We’ve built the biggest, the broadest, the most unified coalition. They’ve never seen anything like it in all of American history…. They came from all corners, union, non-union, African-American, Hispanic-American, Asian-American, Arab-American, Muslim-American. We had everybody and it was beautiful. It was a historic realignment, uniting citizens of all backgrounds around a common core of common sense. You know, we’re the party of common sense. We want to have borders. We want to have security. We want to have things be good, safe. We want great education. We want a strong and powerful military, and ideally we don’t have to use it…. But this is also a massive victory for democracy and for freedom. Together, we’re going to unlock America’s glorious destiny.

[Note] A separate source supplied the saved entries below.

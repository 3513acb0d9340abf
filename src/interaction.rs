//! Surface hit/interaction records (§3 Surface point, Ray).

use bumpalo::Bump;
use cgmath::{EuclideanSpace, InnerSpace, Matrix2, Vector2, Zero};

use crate::material::TransportMode;
use crate::primitive::Primitive;
use crate::reflection::bsdf::Bsdf;
use crate::spectrum::Spectrum;
use crate::{
    solve_linear_system_2x2, Differential, Float, Normal3, Point2f, Point3f, Ray, RayDifferential,
    Vec2f, Vec3f,
};

pub const SHADOW_EPSILON: Float = 0.0001;

/// The minimal reusable hit record: just enough to spawn new rays. Lights
/// carry this as their reference point and sample target.
#[derive(Clone, Copy, Debug, PartialEq)]
pub struct SurfaceHit {
    pub p: Point3f,
    pub p_err: Vec3f,
    pub time: Float,
    pub n: Normal3,
}

impl SurfaceHit {
    pub fn spawn_ray(&self, dir: Vec3f) -> Ray {
        let o = crate::offset_ray_origin(self.p, self.p_err, self.n, dir);
        Ray {
            origin: o,
            dir,
            t_max: crate::INFINITY,
            time: self.time,
        }
    }

    pub fn spawn_ray_with_differentials(
        &self,
        dir: Vec3f,
        diff: Option<Differential>,
    ) -> RayDifferential {
        let ray = self.spawn_ray(dir);
        RayDifferential { ray, diff }
    }

    /// Shadow ray towards a point light / infinite light direction, capped
    /// just short of `t = 1` (§3 Ray invariant) to avoid self-shadowing at
    /// the target.
    pub fn spawn_ray_to(&self, to: Point3f) -> Ray {
        let origin = crate::offset_ray_origin(self.p, self.p_err, self.n, to - self.p);
        let dir = to - origin;
        Ray {
            origin,
            dir,
            t_max: 1.0 - SHADOW_EPSILON,
            time: self.time,
        }
    }

    pub fn spawn_ray_to_hit(&self, to: SurfaceHit) -> Ray {
        let origin = crate::offset_ray_origin(self.p, self.p_err, self.n, to.p - self.p);
        let target = crate::offset_ray_origin(to.p, to.p_err, to.n, origin - to.p);
        let dir = target - origin;
        Ray {
            origin,
            dir,
            t_max: 1.0 - SHADOW_EPSILON,
            time: self.time,
        }
    }
}

/// Full interaction record produced by `Shape::intersect`: geometry, shading
/// frame, texture differentials, and (once bound by the primitive) the
/// material/area-light handle (§3 Surface point).
pub struct SurfaceInteraction<'i> {
    pub hit: SurfaceHit,
    pub uv: Point2f,
    pub wo: Vec3f,
    pub geom: DiffGeom,
    pub shading_n: Normal3,
    pub shading_geom: DiffGeom,
    pub tex_diffs: Option<TextureDifferentials>,
    pub primitive: Option<&'i dyn Primitive>,
}

impl<'i> SurfaceInteraction<'i> {
    pub fn new(
        p: Point3f,
        p_err: Vec3f,
        time: Float,
        uv: Point2f,
        wo: Vec3f,
        n: Normal3,
        geom: DiffGeom,
    ) -> Self {
        Self {
            hit: SurfaceHit { p, p_err, time, n },
            uv,
            wo,
            geom,
            shading_n: n,
            shading_geom: geom,
            tex_diffs: None,
            primitive: None,
        }
    }

    pub fn compute_scattering_functions<'a>(
        &mut self,
        ray: &RayDifferential,
        arena: &'a Bump,
        allow_multiple_lobes: bool,
        mode: TransportMode,
    ) -> Option<Bsdf<'a>> {
        self.tex_diffs = self.compute_tex_differentials(ray);
        let material = self.primitive.expect("hit must have a bound primitive").material()?;
        Some(material.compute_scattering_functions(self, arena, mode, allow_multiple_lobes))
    }

    #[allow(non_snake_case)]
    fn compute_tex_differentials(&self, ray: &RayDifferential) -> Option<TextureDifferentials> {
        let n = self.hit.n;
        let diff = ray.diff?;
        let d = n.dot(self.hit.p.to_vec());

        let px = {
            let tx = -(n.dot(diff.rx_origin.to_vec()) - d) / n.dot(diff.rx_dir);
            diff.rx_origin + tx * diff.rx_dir
        };
        let py = {
            let ty = -(n.dot(diff.ry_origin.to_vec()) - d) / n.dot(diff.ry_dir);
            diff.ry_origin + ty * diff.ry_dir
        };

        let dpdx = px - self.hit.p;
        let dpdy = py - self.hit.p;

        let dim = if n.x.abs() > n.y.abs() && n.x.abs() > n.z.abs() {
            (1, 2)
        } else if n.y.abs() > n.z.abs() {
            (0, 2)
        } else {
            (0, 1)
        };

        let dpdu = self.geom.dpdu;
        let dpdv = self.geom.dpdv;
        let pick = |v: Vec3f| match dim {
            (0, 1) => Vector2::new(v.x, v.y),
            (0, 2) => Vector2::new(v.x, v.z),
            _ => Vector2::new(v.y, v.z),
        };
        let a = Matrix2::from_cols(pick(dpdu), pick(dpdv));
        let bx = pick(dpdx);
        let by = pick(dpdy);

        let (dudx, dvdx) = solve_linear_system_2x2(a, bx)?.into();
        let (dudy, dvdy) = solve_linear_system_2x2(a, by)?.into();
        Some(TextureDifferentials {
            dpdx,
            dpdy,
            dudx,
            dvdx,
            dudy,
            dvdy,
        })
    }

    pub fn emitted_radiance(&self, w: Vec3f) -> Spectrum {
        let prim = self.primitive.expect("hit must have a bound primitive");
        prim.area_light()
            .map_or(Spectrum::uniform(0.0), |light| light.emitted_radiance(self.hit, w))
    }
}

#[derive(Clone, Copy, Debug, PartialEq)]
pub struct DiffGeom {
    pub dpdu: Vec3f,
    pub dpdv: Vec3f,
    pub dndu: Normal3,
    pub dndv: Normal3,
}

impl DiffGeom {
    pub fn zero() -> Self {
        Self {
            dpdu: Vec3f::zero(),
            dpdv: Vec3f::zero(),
            dndu: Normal3(Vec3f::zero()),
            dndv: Normal3(Vec3f::zero()),
        }
    }
}

/// Partial derivatives used for texture antialiasing (§3 Ray differentials).
#[derive(Clone, Copy, Debug, PartialEq, Default)]
pub struct TextureDifferentials {
    pub dpdx: Vec3f,
    pub dpdy: Vec3f,
    pub dudx: Float,
    pub dvdx: Float,
    pub dudy: Float,
    pub dvdy: Float,
}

Trump has his own style of hyperbole, of course. But notice how his differs from the Democrats’. Conceiving of their own party as being on the right side of history, and the Republicans as ensconced firmly on its wrong side, the party of the glorious future versus the party of the discredited, oppressive, immoral past, makes it very difficult for today’s progressives to admire the American character and the American dream. Trump feels no such reservations or doubts. For all his rough edges as a candidate and a human being, he thinks of Americans as a beautiful people based on a beautiful set of commonsense ideas. Perhaps that’s why he is on his way to building a new majority party, a truly ascendant coalition, brethren of the same principle.